Etomidate [3] (USAN, INN, BAN; marketed as Amidate) is a short-acting intravenous anaesthetic agent used for the induction of general anaesthesia and sedation [4] for short procedures such as reduction of dislocated joints, tracheal intubation, cardioversion and electroconvulsive therapy. It was developed at Janssen Pharmaceutica in 1964 and was introduced as an intravenous agent in 1972 in Europe and in 1983 in the United States. [5]

Contents

The most common side effects include venous pain on injection and skeletal muscle movements. [6]

Medical uses

Sedation and anesthesia

In emergency settings, etomidate can be used as a sedative hypnotic agent. It is used for conscious sedation [7] [8] and as a part of a rapid sequence induction to induce anaesthesia. [9] [10] It is used as an anaesthetic agent since it has a rapid onset of action and a safe cardiovascular risk profile, and therefore is less likely to cause a significant drop in blood pressure than other induction agents. [11] [12] In addition, etomidate is often used because of its easy dosing profile, limited suppression of ventilation, lack of histamine liberation and protection from myocardial and cerebral ischemia. [10] Thus, etomidate is a good induction agent for people who are hemodynamically unstable. [9] Etomidate also has interesting characteristics for people with traumatic brain injury because it is one of the only anesthetic agents able to decrease intracranial pressure and maintain a normal arterial pressure. [5] [13] [14] [15] [16]

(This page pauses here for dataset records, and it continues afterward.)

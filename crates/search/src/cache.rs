//! Target preparation.
//!
//! Normalizing a target is the expensive half of a search, so it is done
//! once by [`prepare`] and the resulting [`PreparedTargets`] snapshot is
//! reused for every subsequent [`search`](crate::search) call.

use crate::normalize::normalize;
use crate::Options;
use serde::{Deserialize, Serialize};
use std::ops::Deref;
use std::sync::Arc;

/// A raw candidate string with an optional related document.
#[derive(Debug, Clone, PartialEq, Eq, Serialize, Deserialize)]
#[serde(rename_all = "camelCase")]
pub struct Target {
    /// Text scored against the search phrase
    pub token: String,
    /// Caller data carried through to the match result
    #[serde(default, skip_serializing_if = "Option::is_none")]
    pub related_document: Option<String>,
}

impl Target {
    /// Creates a target without a related document.
    pub fn new(token: impl Into<String>) -> Self {
        Self {
            token: token.into(),
            related_document: None,
        }
    }

    /// Attaches a related document to this target.
    #[must_use]
    pub fn with_document(mut self, document: impl Into<String>) -> Self {
        self.related_document = Some(document.into());
        self
    }
}

impl From<&str> for Target {
    fn from(token: &str) -> Self {
        Self::new(token)
    }
}

impl From<String> for Target {
    fn from(token: String) -> Self {
        Self::new(token)
    }
}

impl From<&String> for Target {
    fn from(token: &String) -> Self {
        Self::new(token.as_str())
    }
}

/// Precomputed normalized form of one target.
#[derive(Debug, Clone, PartialEq, Eq)]
pub struct CachedTarget {
    original: String,
    related_document: Option<String>,
    chars: Box<[char]>,
}

impl CachedTarget {
    /// Normalizes a target according to `options`.
    pub fn new(target: impl Into<Target>, options: &Options) -> Self {
        let Target {
            token,
            related_document,
        } = target.into();
        let chars = normalize(&token, options).into_boxed_slice();
        Self {
            original: token,
            related_document,
            chars,
        }
    }

    /// The untouched source string.
    pub fn original(&self) -> &str {
        &self.original
    }

    /// The related document, if one was supplied.
    pub fn related_document(&self) -> Option<&str> {
        self.related_document.as_deref()
    }

    /// Normalized characters used for alignment.
    pub fn chars(&self) -> &[char] {
        &self.chars
    }

    /// Number of normalized characters.
    #[inline]
    pub fn len(&self) -> usize {
        self.chars.len()
    }

    /// Returns true if normalization produced no characters.
    #[inline]
    pub fn is_empty(&self) -> bool {
        self.chars.is_empty()
    }
}

/// Immutable, shareable snapshot of prepared targets.
///
/// Clones share the same allocation. There is no way to mutate a snapshot;
/// updating the target set means preparing a new one and swapping it in.
#[derive(Debug, Clone, Default)]
pub struct PreparedTargets {
    targets: Arc<[CachedTarget]>,
}

impl PreparedTargets {
    /// Targets in input order.
    pub fn as_slice(&self) -> &[CachedTarget] {
        &self.targets
    }
}

impl Deref for PreparedTargets {
    type Target = [CachedTarget];

    fn deref(&self) -> &Self::Target {
        &self.targets
    }
}

impl FromIterator<CachedTarget> for PreparedTargets {
    fn from_iter<I: IntoIterator<Item = CachedTarget>>(iter: I) -> Self {
        Self {
            targets: iter.into_iter().collect(),
        }
    }
}

/// Prepare a target list for repeated searches.
///
/// Output order matches input order; empty strings are kept and simply
/// produce an empty cache.
///
/// # Example
/// ```
/// use sffuzzy::{prepare, Options};
///
/// let prepared = prepare(["Ōsaka;Japan", "Oslo;Norway"], &Options::new());
/// assert_eq!(prepared.len(), 2);
/// assert_eq!(prepared[0].original(), "Ōsaka;Japan");
/// assert_eq!(prepared[0].chars()[0], 'o');
/// ```
pub fn prepare<I, T>(targets: I, options: &Options) -> PreparedTargets
where
    I: IntoIterator<Item = T>,
    T: Into<Target>,
{
    let prepared: PreparedTargets = targets
        .into_iter()
        .map(|target| CachedTarget::new(target, options))
        .collect();

    tracing::debug!(
        targets = prepared.len(),
        normalize = options.normalize,
        "Prepared search targets"
    );

    prepared
}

In those with sepsis, one dose of the medication does not appear to affect the risk of death. [17]

Speech and memory test

Another use for etomidate is to determine speech lateralization in people prior to performing lobectomies to remove epileptogenic centres in the brain. This is called the etomidate speech and memory test, or eSAM, and is used at the Montreal Neurological Institute. [18] [19] However, only retrospective cohort studies support the use and safety of etomidate for this test. [20]

Steroidogenesis inhibitor

In addition to its action and use as an anesthetic, etomidate has also been found to directly inhibit the enzymatic biosynthesis of steroid hormones, including corticosteroids in the adrenal gland. [21] [22] As the only adrenal steroidogenesis inhibitor available for intravenous or parenteral administration, it is useful in situations in which rapid control of hypercortisolism is necessary or in which oral administration is unfeasible. [21] [22] [23]

Use in executions

The U.S. state of Florida used the drug in a death penalty procedure when Mark James Asay, 53, was executed on August 24, 2017. He became the first person in the U.S. to be executed with etomidate as one of the drugs. Etomidate replaces midazolam as the sedative. Drug companies have made it harder to buy midazolam for executions. The etomidate was followed by rocuronium bromide, a paralytic, and finally, potassium acetate in place of the commonly used potassium chloride injection to stop the heart. Potassium acetate was first used for this purpose inadvertently in a 2015 execution in Oklahoma. [24]

Adverse effects

Etomidate suppresses corticosteroid synthesis in the adrenal cortex by reversibly inhibiting 11β-hydroxylase, an enzyme important in adrenal steroid production; it leads to primary adrenal suppression. [25] [26] Using a continuous etomidate infusion for sedation of critically ill trauma patients in intensive care units has been associated with increased mortality due to adrenal suppression. [27] Continuous intravenous administration of etomidate leads to adrenocortical dysfunction. The mortality of patients exposed to a continuous infusion of etomidate for more than 5 days increased from 25% to 44%, mainly due to infectious causes such as pneumonia. [27]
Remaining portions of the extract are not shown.